Should the word "specs" occur in a line of the records, copy that line.

[Collected data entries]
——
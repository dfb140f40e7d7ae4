//! Recipe references and requirement specs
//!
//! A reference names one recipe: `name/version[@user/channel][#revision]`.
//! A package spec is the requirement side of it, where the version may be
//! a bracketed range: `zlib/[>=1.2 <2]@acme/stable`.

use crate::{Version, VersionRange};
use chrono::{DateTime, Utc};
use kiln_errors::VersionError;
use serde::{Deserialize, Serialize};
use std::cmp::Ordering;
use std::fmt;
use std::hash::{Hash, Hasher};
use std::str::FromStr;

fn invalid(input: &str, reason: &str) -> VersionError {
    VersionError::InvalidReference {
        input: input.to_string(),
        reason: reason.to_string(),
    }
}

fn validate_name(input: &str, name: &str, what: &str) -> Result<(), VersionError> {
    if name.is_empty() {
        return Err(invalid(input, &format!("empty {what}")));
    }
    if let Some(bad) = name
        .chars()
        .find(|c| !(c.is_ascii_alphanumeric() || matches!(c, '_' | '-' | '.' | '+')))
    {
        return Err(invalid(input, &format!("unexpected character '{bad}' in {what}")));
    }
    Ok(())
}

/// The pieces shared by references and specs
struct Parts<'a> {
    name: &'a str,
    version: &'a str,
    user: Option<String>,
    channel: Option<String>,
    revision: Option<String>,
}

fn split_parts(input: &str) -> Result<Parts<'_>, VersionError> {
    let input = input.trim();
    let (rest, revision) = match input.split_once('#') {
        Some((rest, rev)) if !rev.is_empty() => (rest, Some(rev.to_string())),
        Some(_) => return Err(invalid(input, "empty revision")),
        None => (input, None),
    };
    let (rest, user, channel) = match rest.rsplit_once('@') {
        Some((rest, user_channel)) => {
            let (user, channel) = match user_channel.split_once('/') {
                Some((user, channel)) => (user, Some(channel.to_string())),
                None => (user_channel, None),
            };
            validate_name(input, user, "user")?;
            if let Some(channel) = &channel {
                validate_name(input, channel, "channel")?;
            }
            (rest, Some(user.to_string()), channel)
        }
        None => (rest, None, None),
    };
    let (name, version) = rest
        .split_once('/')
        .ok_or_else(|| invalid(input, "expected name/version"))?;
    validate_name(input, name, "name")?;
    if version.trim().is_empty() {
        return Err(invalid(input, "empty version"));
    }

    Ok(Parts {
        name,
        version: version.trim(),
        user,
        channel,
        revision,
    })
}

fn write_user_channel(
    f: &mut fmt::Formatter<'_>,
    user: Option<&String>,
    channel: Option<&String>,
) -> fmt::Result {
    if let Some(user) = user {
        write!(f, "@{user}")?;
        if let Some(channel) = channel {
            write!(f, "/{channel}")?;
        }
    }
    Ok(())
}

/// A concrete recipe reference
///
/// Equality, ordering and hashing ignore the revision and its timestamp;
/// use [`RecipeReference::eq_with_revision`] to compare them too.
#[derive(Debug, Clone)]
pub struct RecipeReference {
    pub name: String,
    pub version: Version,
    pub user: Option<String>,
    pub channel: Option<String>,
    pub revision: Option<String>,
    pub timestamp: Option<DateTime<Utc>>,
}

impl RecipeReference {
    /// Create a reference without user, channel or revision
    pub fn new(name: impl Into<String>, version: impl Into<Version>) -> Self {
        Self {
            name: name.into(),
            version: version.into(),
            user: None,
            channel: None,
            revision: None,
            timestamp: None,
        }
    }

    /// Parse `name/version[@user/channel][#revision]`
    ///
    /// # Errors
    ///
    /// Returns `VersionError::InvalidReference` when the name or version
    /// is missing or contains unexpected characters.
    pub fn parse(input: &str) -> Result<Self, VersionError> {
        let parts = split_parts(input)?;
        if parts.version.starts_with('[') {
            return Err(invalid(input, "a reference needs an exact version"));
        }
        Ok(Self {
            name: parts.name.to_string(),
            version: Version::parse(parts.version),
            user: parts.user,
            channel: parts.channel,
            revision: parts.revision,
            timestamp: None,
        })
    }

    /// Set the revision and its timestamp
    #[must_use]
    pub fn with_revision(
        mut self,
        revision: impl Into<String>,
        timestamp: Option<DateTime<Utc>>,
    ) -> Self {
        self.revision = Some(revision.into());
        self.timestamp = timestamp;
        self
    }

    /// Same reference without revision information
    #[must_use]
    pub fn without_revision(&self) -> Self {
        Self {
            revision: None,
            timestamp: None,
            ..self.clone()
        }
    }

    /// Compare including the revision
    #[must_use]
    pub fn eq_with_revision(&self, other: &Self) -> bool {
        self == other && self.revision == other.revision
    }

    /// Text form without the revision
    #[must_use]
    pub fn display_without_revision(&self) -> String {
        self.without_revision().to_string()
    }
}

impl PartialEq for RecipeReference {
    fn eq(&self, other: &Self) -> bool {
        self.name == other.name
            && self.version == other.version
            && self.user == other.user
            && self.channel == other.channel
    }
}

impl Eq for RecipeReference {}

impl Hash for RecipeReference {
    fn hash<H: Hasher>(&self, state: &mut H) {
        self.name.hash(state);
        self.version.hash(state);
        self.user.hash(state);
        self.channel.hash(state);
    }
}

impl Ord for RecipeReference {
    fn cmp(&self, other: &Self) -> Ordering {
        self.name
            .cmp(&other.name)
            .then_with(|| self.version.cmp(&other.version))
            .then_with(|| self.user.cmp(&other.user))
            .then_with(|| self.channel.cmp(&other.channel))
    }
}

impl PartialOrd for RecipeReference {
    fn partial_cmp(&self, other: &Self) -> Option<Ordering> {
        Some(self.cmp(other))
    }
}

impl fmt::Display for RecipeReference {
    fn fmt(&self, f: &mut fmt::Formatter<'_>) -> fmt::Result {
        write!(f, "{}/{}", self.name, self.version)?;
        write_user_channel(f, self.user.as_ref(), self.channel.as_ref())?;
        if let Some(revision) = &self.revision {
            write!(f, "#{revision}")?;
        }
        Ok(())
    }
}

impl FromStr for RecipeReference {
    type Err = VersionError;

    fn from_str(s: &str) -> Result<Self, Self::Err> {
        Self::parse(s)
    }
}

impl Serialize for RecipeReference {
    fn serialize<S>(&self, serializer: S) -> Result<S::Ok, S::Error>
    where
        S: serde::Serializer,
    {
        serializer.serialize_str(&self.to_string())
    }
}

impl<'de> Deserialize<'de> for RecipeReference {
    fn deserialize<D>(deserializer: D) -> Result<Self, D::Error>
    where
        D: serde::Deserializer<'de>,
    {
        let s = String::deserialize(deserializer)?;
        Self::parse(&s).map_err(serde::de::Error::custom)
    }
}

/// Version part of a requirement
#[derive(Debug, Clone, PartialEq, Eq)]
pub enum VersionSpec {
    Exact(Version),
    Range(VersionRange),
}

impl VersionSpec {
    /// Check if a version satisfies this spec
    #[must_use]
    pub fn matches(&self, version: &Version, resolve_prereleases: bool) -> bool {
        match self {
            Self::Exact(v) => v == version,
            Self::Range(range) => range.contains(version, resolve_prereleases),
        }
    }

    #[must_use]
    pub fn is_range(&self) -> bool {
        matches!(self, Self::Range(_))
    }
}

impl fmt::Display for VersionSpec {
    fn fmt(&self, f: &mut fmt::Formatter<'_>) -> fmt::Result {
        match self {
            Self::Exact(v) => write!(f, "{v}"),
            Self::Range(range) => write!(f, "{range}"),
        }
    }
}

/// A requirement's target: a name plus an exact version or a range
#[derive(Debug, Clone, PartialEq, Eq)]
pub struct PackageSpec {
    pub name: String,
    pub version: VersionSpec,
    pub user: Option<String>,
    pub channel: Option<String>,
    pub revision: Option<String>,
}

impl PackageSpec {
    /// Parse `name/version` or `name/[range]`, with optional user, channel
    /// and revision
    ///
    /// # Errors
    ///
    /// Returns `VersionError` if the reference or the range is malformed.
    pub fn parse(input: &str) -> Result<Self, VersionError> {
        let parts = split_parts(input)?;
        let version = if parts.version.starts_with('[') {
            VersionSpec::Range(VersionRange::parse(parts.version)?)
        } else {
            VersionSpec::Exact(Version::parse(parts.version))
        };
        Ok(Self {
            name: parts.name.to_string(),
            version,
            user: parts.user,
            channel: parts.channel,
            revision: parts.revision,
        })
    }

    /// Whether a concrete reference satisfies this spec
    #[must_use]
    pub fn matches(&self, reference: &RecipeReference, resolve_prereleases: bool) -> bool {
        self.name == reference.name
            && self.user == reference.user
            && self.channel == reference.channel
            && self.version.matches(&reference.version, resolve_prereleases)
            && self
                .revision
                .as_ref()
                .is_none_or(|rev| reference.revision.as_ref() == Some(rev))
    }

    /// The exact reference, when the version is not a range
    #[must_use]
    pub fn as_reference(&self) -> Option<RecipeReference> {
        match &self.version {
            VersionSpec::Exact(version) => Some(RecipeReference {
                name: self.name.clone(),
                version: version.clone(),
                user: self.user.clone(),
                channel: self.channel.clone(),
                revision: self.revision.clone(),
                timestamp: None,
            }),
            VersionSpec::Range(_) => None,
        }
    }
}

impl fmt::Display for PackageSpec {
    fn fmt(&self, f: &mut fmt::Formatter<'_>) -> fmt::Result {
        write!(f, "{}/{}", self.name, self.version)?;
        write_user_channel(f, self.user.as_ref(), self.channel.as_ref())?;
        if let Some(revision) = &self.revision {
            write!(f, "#{revision}")?;
        }
        Ok(())
    }
}

impl FromStr for PackageSpec {
    type Err = VersionError;

    fn from_str(s: &str) -> Result<Self, Self::Err> {
        Self::parse(s)
    }
}

impl Serialize for PackageSpec {
    fn serialize<S>(&self, serializer: S) -> Result<S::Ok, S::Error>
    where
        S: serde::Serializer,
    {
        serializer.serialize_str(&self.to_string())
    }
}

impl<'de> Deserialize<'de> for PackageSpec {
    fn deserialize<D>(deserializer: D) -> Result<Self, D::Error>
    where
        D: serde::Deserializer<'de>,
    {
        let s = String::deserialize(deserializer)?;
        Self::parse(&s).map_err(serde::de::Error::custom)
    }
}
——
#### Result for this exercise
//! Recipe references and requirement specs
/// The pieces shared by references and specs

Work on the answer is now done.